Title: The Protein Acetyltransferase ARD1: A Novel Cancer Drug Target?
Volume: 8
Issue: 7
Author(s): Thomas Arnesen, Paul R. Thompson, Jan Erik Varhaug and Johan R. Lillehaug
Affiliation:
Keywords:
hARD1, NATH, cell cycle arrest, apoptosis, protein acetylation, N-terminal, co-translational, HIF-1α
Abstract: Evasion of apoptosis and active cell proliferation are among the characteristics of cancer cells. Triggering the induction of apoptosis or reducing the proliferative rate will potentially be helpful for cancer treatment. Recently, several reports demonstrated that knockdown of the protein acetyltransferase hARD1 significantly reduced the growth rate of human cancer cell lines. Furthermore, hARD1 knockdown induced apoptosis or sensitized cells to drug induced apoptosis. hARD1 acts in complex with the NATH protein and catalyzes cotranslational acetylation of protein N-termini. Thus, it was suggested that the effects on cell proliferation and apoptosis induction are due to a reduced level of N-terminal acetylation of certain substrate proteins. NATH was originally identified as upregulated in thyroid papillary carcinomas and has lately also been found to correlate with aggressiveness and differentiation status of neuroblastic tumours. On the other hand, researchers recently reported that hARD1 acetylates Beta-catenin. Knockdown of hARD1 reduced the transcriptional activity of the Beta-Catenin/TCF4 complex, downregulating cyclin D1 and thereby promoting G1-arrest and inhibition of cell proliferation of lung cancer cells.
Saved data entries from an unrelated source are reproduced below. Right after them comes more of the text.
impl Controller {
    /// Create a controller for `config`. Builds the HTTP client but sends
    /// nothing; call [`start()`](Self::start) to begin polling.
    pub fn new(config: BridgeConfig) -> Result<Self, CoreError> {
        let client = BridgeClient::new(config.endpoint.clone(), &build_transport(&config))?;
        Ok(Self::with_client(config, client))
    }

    /// Create a controller around an existing client.
    pub fn with_client(config: BridgeConfig, client: BridgeClient) -> Self {
        let (notices, _) = broadcast::channel(NOTICE_CHANNEL_SIZE);
        let cancel = CancellationToken::new();
        let cancel_child = cancel.child_token();

        Self {
            inner: Arc::new(ControllerInner {
                config,
                client,
                store: Arc::new(DataStore::new()),
                sequences: Sequences {
                    devices: Sequencer::new(),
                    status: Sequencer::new(),
                    logs: Sequencer::new(),
                },
                notices,
                cancel,
                cancel_child: Mutex::new(cancel_child),
                task_handles: Mutex::new(Vec::new()),
            }),
        }
    }

    /// Access the bridge configuration.
    pub fn config(&self) -> &BridgeConfig {
        &self.inner.config
    }

    /// Access the underlying DataStore.
    pub fn store(&self) -> &Arc<DataStore> {
        &self.inner.store
    }

    // ── Lifecycle ────────────────────────────────────────────────

    /// Start the recurring poll. The first tick fires immediately.
    ///
    /// Calling `start` on a running controller does nothing.
    pub async fn start(&self) {
        let mut handles = self.inner.task_handles.lock().await;
        if !handles.is_empty() {
            debug!("poll task already running");
            return;
        }

        let child = self.inner.cancel.child_token();
        *self.inner.cancel_child.lock().await = child.clone();

        let period = self.inner.config.poll_interval;
        handles.push(tokio::spawn(poll_task(self.clone(), period, child)));
        info!(endpoint = %self.inner.config.endpoint, ?period, "polling bridge");
    }

    /// Stop polling. Cancels the timer, aborts in-flight poll requests and
    /// waits for the poll task to exit. No request is issued by the poll
    /// after this returns.
    pub async fn shutdown(&self) {
        self.inner.cancel_child.lock().await.cancel();

        let mut handles = self.inner.task_handles.lock().await;
        for handle in handles.drain(..) {
            let _ = handle.await;
        }
        debug!("controller shut down");
    }

    /// Whether the poll task is running.
    pub async fn is_running(&self) -> bool {
        !self.inner.task_handles.lock().await.is_empty()
    }

    /// Run `f` against a controller that never polls, for one-shot CLI use.
    pub async fn oneshot<F, Fut, T>(config: BridgeConfig, f: F) -> Result<T, CoreError>
    where
        F: FnOnce(Controller) -> Fut,
        Fut: Future<Output = Result<T, CoreError>>,
    {
        let controller = Controller::new(config)?;
        let result = f(controller.clone()).await;
        controller.shutdown().await;
        result
    }

    // ── Reads (infallible) ───────────────────────────────────────
    //
    // Failures leave the snapshot untouched and become diagnostics.

    pub async fn refresh_devices(&self) {
        if let Err(e) = self.try_refresh_devices().await {
            self.diagnose(Operation::RefreshDevices, &e);
        }
    }

    pub async fn refresh_status(&self) {
        if let Err(e) = self.try_refresh_status().await {
            self.diagnose(Operation::RefreshStatus, &e);
        }
    }

    pub async fn refresh_logs(&self) {
        if let Err(e) = self.try_refresh_logs().await {
            self.diagnose(Operation::RefreshLogs, &e);
        }
    }

    /// Run all three reads concurrently.
    pub async fn refresh_all(&self) {
        tokio::join!(
            self.refresh_devices(),
            self.refresh_status(),
            self.refresh_logs()
        );
    }

    async fn refresh(&self, kind: RefreshKind) {
        match kind {
            RefreshKind::Devices => self.refresh_devices().await,
            RefreshKind::Status => self.refresh_status().await,
            RefreshKind::Logs => self.refresh_logs().await,
        }
    }

    // ── Reads (fallible) ─────────────────────────────────────────

    pub async fn try_refresh_devices(&self) -> Result<RefreshOutcome, CoreError> {
        let seq = self.inner.sequences.devices.issue();
        let devices = self.inner.client.list_devices().await.map_err(|e| self.core_err(e))?;
        let devices: Vec<Device> = devices.into_iter().map(Device::from).collect();

        let store = &self.inner.store;
        Ok(outcome(
            RefreshKind::Devices,
            seq,
            self.inner
                .sequences
                .devices
                .commit(seq, || store.apply_devices(devices)),
        ))
    }

    pub async fn try_refresh_status(&self) -> Result<RefreshOutcome, CoreError> {
        let seq = self.inner.sequences.status.issue();
        let status = self.inner.client.get_status().await.map_err(|e| self.core_err(e))?;
        let status = BridgeStatus::from(status);

        let store = &self.inner.store;
        Ok(outcome(
            RefreshKind::Status,
            seq,
            self.inner
                .sequences
                .status
                .commit(seq, || store.apply_status(status)),
        ))
    }

    pub async fn try_refresh_logs(&self) -> Result<RefreshOutcome, CoreError> {
        let seq = self.inner.sequences.logs.issue();
        let logs = self
            .inner
            .client
            .list_logs(self.inner.config.log_limit)
            .await
            .map_err(|e| self.core_err(e))?;
        let logs: Vec<LogEntry> = logs.into_iter().map(LogEntry::from).collect();

        let store = &self.inner.store;
        Ok(outcome(
            RefreshKind::Logs,
            seq,
            self.inner
                .sequences
                .logs
                .commit(seq, || store.apply_logs(logs)),
        ))
    }

    /// Fetch a single device and merge it like a write response.
    pub async fn fetch_device(&self, id: &str) -> Result<Arc<Device>, CoreError> {
        let device = self
            .inner
            .client
            .get_device(id)
            .await
            .map_err(|e| self.core_err(e).for_device(id))?;
        Ok(self.merge(Device::from(device)))
    }

    // ── Writes (infallible) ──────────────────────────────────────

    /// Toggle `id`. The request is sent even if `id` is not known locally.
    pub async fn toggle_device(&self, id: &str) {
        if let Err(e) = self.try_toggle_device(id).await {
            self.diagnose(Operation::ToggleDevice, &e);
        }
    }

    /// Set `id` to `value`, unvalidated.
    pub async fn update_device_value(&self, id: &str, value: f64) {
        if let Err(e) = self.try_update_device_value(id, value).await {
            self.diagnose(Operation::UpdateDeviceValue, &e);
        }
    }

    /// Request a restart. Success broadcasts exactly one
    /// [`Notice::RestartAcknowledged`]; failure only a diagnostic.
    pub async fn restart(&self) {
        match self.try_restart().await {
            Ok(message) => {
                let _ = self
                    .inner
                    .notices
                    .send(Notice::RestartAcknowledged { message });
            }
            Err(e) => self.diagnose(Operation::Restart, &e),
        }
    }

    // ── Writes (fallible) ────────────────────────────────────────

    /// Toggle `id` and return the device as the bridge now reports it.
    pub async fn try_toggle_device(&self, id: &str) -> Result<Arc<Device>, CoreError> {
        debug!(device_id = id, "toggling device");
        let device = self
            .inner
            .client
            .toggle_device(id)
            .await
            .map_err(|e| self.core_err(e).for_device(id))?;
        Ok(self.merge(Device::from(device)))
    }

    pub async fn try_update_device_value(
        &self,
        id: &str,
        value: f64,
    ) -> Result<Arc<Device>, CoreError> {
        debug!(device_id = id, value, "updating device value");
        let device = self
            .inner
            .client
            .update_device_value(id, value)
            .await
            .map_err(|e| self.core_err(e).for_device(id))?;
        Ok(self.merge(Device::from(device)))
    }

    /// Request a restart and return the acknowledgement text.
    /// Does not broadcast a notice.
    pub async fn try_restart(&self) -> Result<String, CoreError> {
        debug!("requesting bridge restart");
        let message = self
            .inner
            .client
            .restart()
            .await
            .map_err(|e| self.core_err(e))?;
        Ok(message
            .filter(|m| !m.is_empty())
            .unwrap_or_else(|| DEFAULT_RESTART_MESSAGE.to_owned()))
    }

    /// Execute a typed command.
    pub async fn execute(&self, cmd: Command) -> Result<CommandResult, CoreError> {
        match cmd {
            Command::ToggleDevice { id } => {
                self.try_toggle_device(&id).await.map(CommandResult::Device)
            }
            Command::SetDeviceValue { id, value } => self
                .try_update_device_value(&id, value)
                .await
                .map(CommandResult::Device),
            Command::Restart => self
                .try_restart()
                .await
                .map(|message| CommandResult::Restarted { message }),
        }
    }

    // ── Observation ──────────────────────────────────────────────

    pub fn devices_snapshot(&self) -> Arc<Vec<Arc<Device>>> {
        self.inner.store.devices_snapshot()
    }

    pub fn logs_snapshot(&self) -> Arc<Vec<Arc<LogEntry>>> {
        self.inner.store.logs_snapshot()
    }

    pub fn status(&self) -> Option<Arc<BridgeStatus>> {
        self.inner.store.status()
    }

    pub fn devices(&self) -> EntityStream<Device> {
        self.inner.store.subscribe_devices()
    }

    pub fn logs(&self) -> EntityStream<LogEntry> {
        self.inner.store.subscribe_logs()
    }

    pub fn status_watch(&self) -> watch::Receiver<Option<Arc<BridgeStatus>>> {
        self.inner.store.subscribe_status()
    }

    /// `true` until the first successful device refresh.
    pub fn loading(&self) -> watch::Receiver<bool> {
        self.inner.store.subscribe_loading()
    }

    pub fn notices(&self) -> broadcast::Receiver<Notice> {
        self.inner.notices.subscribe()
    }

    pub fn last_refresh(&self, kind: RefreshKind) -> Option<chrono::DateTime<chrono::Utc>> {
        self.inner.store.last_refresh(kind)
    }

    pub fn data_age(&self) -> Option<chrono::Duration> {
        self.inner.store.data_age()
    }

    // ── Helpers ──────────────────────────────────────────────────

    /// Merge a device returned by the bridge; unknown ids are ignored.
    fn merge(&self, device: Device) -> Arc<Device> {
        let device = Arc::new(device);
        if !self.inner.store.merge_device(Arc::clone(&device)) {
            debug!(device_id = %device.id, "response for unknown device ignored");
        }
        device
    }

    fn diagnose(&self, operation: Operation, err: &CoreError) {
        warn!(%operation, error = %err, "bridge operation failed");
        let _ = self.inner.notices.send(Notice::Diagnostic {
            operation,
            message: err.to_string(),
        });
    }

    fn core_err(&self, err: espdeck_api::Error) -> CoreError {
        match CoreError::from(err) {
            CoreError::Timeout { .. } => CoreError::Timeout {
                timeout_secs: self.inner.config.timeout.as_secs(),
            },
            other => other,
        }
    }
}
Although the underlying molecular mechanisms need further clarification, several reports suggest that reduction of hARD1 negatively affects cell growth. Thus, hARD1 or the hARD1-NATH complex stands out as attractive drug targets in cancer treatment. One challenge will be to develop specific inhibitors that discriminate between hARD1 and the many other enzymes, including the histone acetyltransferases, using acetyl-coenzyme A as acetyl donor. This review focuses on the enzymatic and biological activities of hARD1, and potential mechanisms of functional inhibition.